Wednesday, January 05, 2011

First of all I would like to say thanks to you all for turning in your radio reports. I have found that you can download Ira Glass's 'This American Life' radio episodes free through iTunes blog listings. Give it a try. The Canadian Broadcast Corp. is going to start broadcasting 'The American Life' in Canada this year and they also consider Ira to be the best radio show host in America.
Second is we have talked about and looked at Onion the comedy critic of news on the internet and now this:Onion's sports, news satires to air on TV

Read more: http://www.cbc.ca/arts/tv/story/2011/01/05/onion-satire-tv-start.html#ixzz1ACqjyvD9Onion SportsDome

The Onion is set to launch its biting media satire on television after having skewered the industry in print and online for years.

First up next week will be SportsDome, a weekly series mocking TV sports shows and general coverage with its overbearing male hosts, bouncy graphics and blaring theme music and sound effects that could easily be mistaken for the real thing.

The show, featuring a pair of co-hosts named Mark Shepard and Alex Reiser, will air on Comedy Central and The Comedy Network.

Later this month, the Onion News Network will also debut its programming on the Independent Film Channel, with a show called FactZone that skewers cable news excesses and whose tagline is "News without mercy."

IFC first announced the project in March 2010, saying it was part of a plan to stretch the specialty channel's boundaries.

FactZone, hosted by a comely, miniskirt-clad female anchor named Brooke Alvarez, is billed as "the nation's No. 1 source for breaking news, screaming political arguments and vital information on missing teenage Caucasian girls."

The same teams behind the Onion's wildly popular "fake news" videos on its website are also responsible for the two new TV projects.

"Our Onion fake media empire is slowly taking over real media. Eventually, we'll have 36 shows on different networks," executive producer Will Graham told The Associated Press.

"We're more self-important and pretentious than CNN, and we're more aggressive and biased than Fox.

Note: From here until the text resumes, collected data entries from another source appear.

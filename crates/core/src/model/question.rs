use serde::{Deserialize, Serialize};
use thiserror::Error;

/// Every question offers exactly this many choices.
pub const OPTION_COUNT: usize = 4;

#[derive(Debug, Error, Clone, PartialEq, Eq)]
#[non_exhaustive]
pub enum QuestionError {
    #[error("question text cannot be empty")]
    EmptyText,

    #[error("option {index} cannot be empty")]
    EmptyOption { index: usize },

    #[error("option {option:?} appears more than once")]
    DuplicateOption { option: String },

    #[error("correct answer {answer:?} is not one of the options")]
    AnswerNotInOptions { answer: String },
}

//
// ─── DRAFT (unvalidated input) ─────────────────────────────────────────────────
//

/// Raw question as authored in a quiz file.
#[derive(Debug, Clone, PartialEq, Eq, Serialize, Deserialize)]
pub struct QuestionDraft {
    #[serde(rename = "question")]
    pub text: String,
    pub options: [String; OPTION_COUNT],
    #[serde(rename = "answer")]
    pub correct_answer: String,
}

impl QuestionDraft {
    pub fn new(
        text: impl Into<String>,
        options: [&str; OPTION_COUNT],
        correct_answer: impl Into<String>,
    ) -> Self {
        Self {
            text: text.into(),
            options: options.map(str::to_owned),
            correct_answer: correct_answer.into(),
        }
    }

    /// Validate the draft into an immutable `Question`.
    ///
    /// Options and the answer are compared verbatim; no trimming is applied
    /// because answers are matched by exact string equality.
    ///
    /// # Errors
    ///
    /// Returns `QuestionError` when the text or an option is blank, options
    /// repeat, or the answer is not among the options.
    pub fn validate(self) -> Result<Question, QuestionError> {
        if self.text.trim().is_empty() {
            return Err(QuestionError::EmptyText);
        }

        for (index, option) in self.options.iter().enumerate() {
            if option.trim().is_empty() {
                return Err(QuestionError::EmptyOption { index });
            }
            if self.options[..index].contains(option) {
                return Err(QuestionError::DuplicateOption {
                    option: option.clone(),
                });
            }
        }

        if !self.options.contains(&self.correct_answer) {
            return Err(QuestionError::AnswerNotInOptions {
                answer: self.correct_answer,
            });
        }

        Ok(Question {
            text: self.text,
            options: self.options,
            correct_answer: self.correct_answer,
        })
    }
}

//
// ─── VALIDATED ENTITY ──────────────────────────────────────────────────────────
//

/// A multiple-choice question with one correct option.
#[derive(Debug, Clone, PartialEq, Eq)]
pub struct Question {
    text: String,
    options: [String; OPTION_COUNT],
    correct_answer: String,
}

impl Question {
    #[must_use]
    pub fn text(&self) -> &str {
        &self.text
    }

    #[must_use]
    pub fn options(&self) -> &[String; OPTION_COUNT] {
        &self.options
    }

    #[must_use]
    pub fn correct_answer(&self) -> &str {
        &self.correct_answer
    }

    /// Exact match against the correct answer.
    #[must_use]
    pub fn is_correct(&self, option: &str) -> bool {
        self.correct_answer == option
    }
}

#[cfg(test)]
mod tests {
    use super::*;

    fn draft() -> QuestionDraft {
        QuestionDraft::new(
            "Which tree?",
            ["Maple", "Oak", "Spruce", "Palm"],
            "Spruce",
        )
    }

    #[test]
    fn validate_accepts_well_formed_question() {
        let question = draft().validate().unwrap();
        assert_eq!(question.text(), "Which tree?");
        assert_eq!(question.options()[2], "Spruce");
        assert!(question.is_correct("Spruce"));
        assert!(!question.is_correct("spruce"));
        assert!(!question.is_correct("Spruce "));
    }

    #[test]
    fn validate_rejects_blank_text() {
        let mut d = draft();
        d.text = "   ".into();
        assert_eq!(d.validate().unwrap_err(), QuestionError::EmptyText);
    }

    #[test]
    fn validate_rejects_blank_option() {
        let mut d = draft();
        d.options[1] = String::new();
        assert_eq!(
            d.validate().unwrap_err(),
            QuestionError::EmptyOption { index: 1 }
        );
    }

    #[test]
    fn validate_rejects_duplicate_options() {
        let d = QuestionDraft::new("Q", ["A", "B", "A", "C"], "A");
        assert_eq!(
            d.validate().unwrap_err(),
            QuestionError::DuplicateOption { option: "A".into() }
        );
    }

    #[test]
    fn validate_rejects_answer_outside_options() {
        let d = QuestionDraft::new("Q", ["A", "B", "C", "D"], "E");
        assert!(matches!(
            d.validate(),
            Err(QuestionError::AnswerNotInOptions { .. })
        ));
    }

    #[test]
    fn draft_reads_quiz_file_field_names() {
        let json = r#"{
            "question": "Which tree?",
            "options": ["Maple", "Oak", "Spruce", "Palm"],
            "answer": "Spruce"
        }"#;
        let parsed: QuestionDraft = serde_json::from_str(json).unwrap();
        assert_eq!(parsed, draft());
    }
}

"We think of them as our competitors. Fox News and MSNBC set a very high bar for their level of ridiculousness, and we're always thinking, 'We have to go just 10 per cent higher than they are'."

The Onion's online video unit was presented with a prestigious Peabody Award in 2009, with the prize panel hailing the satirical site's "online send-up of 24-hour cable-TV news" as "hilarious, trenchant and not infrequently hard to distinguish from the real thing."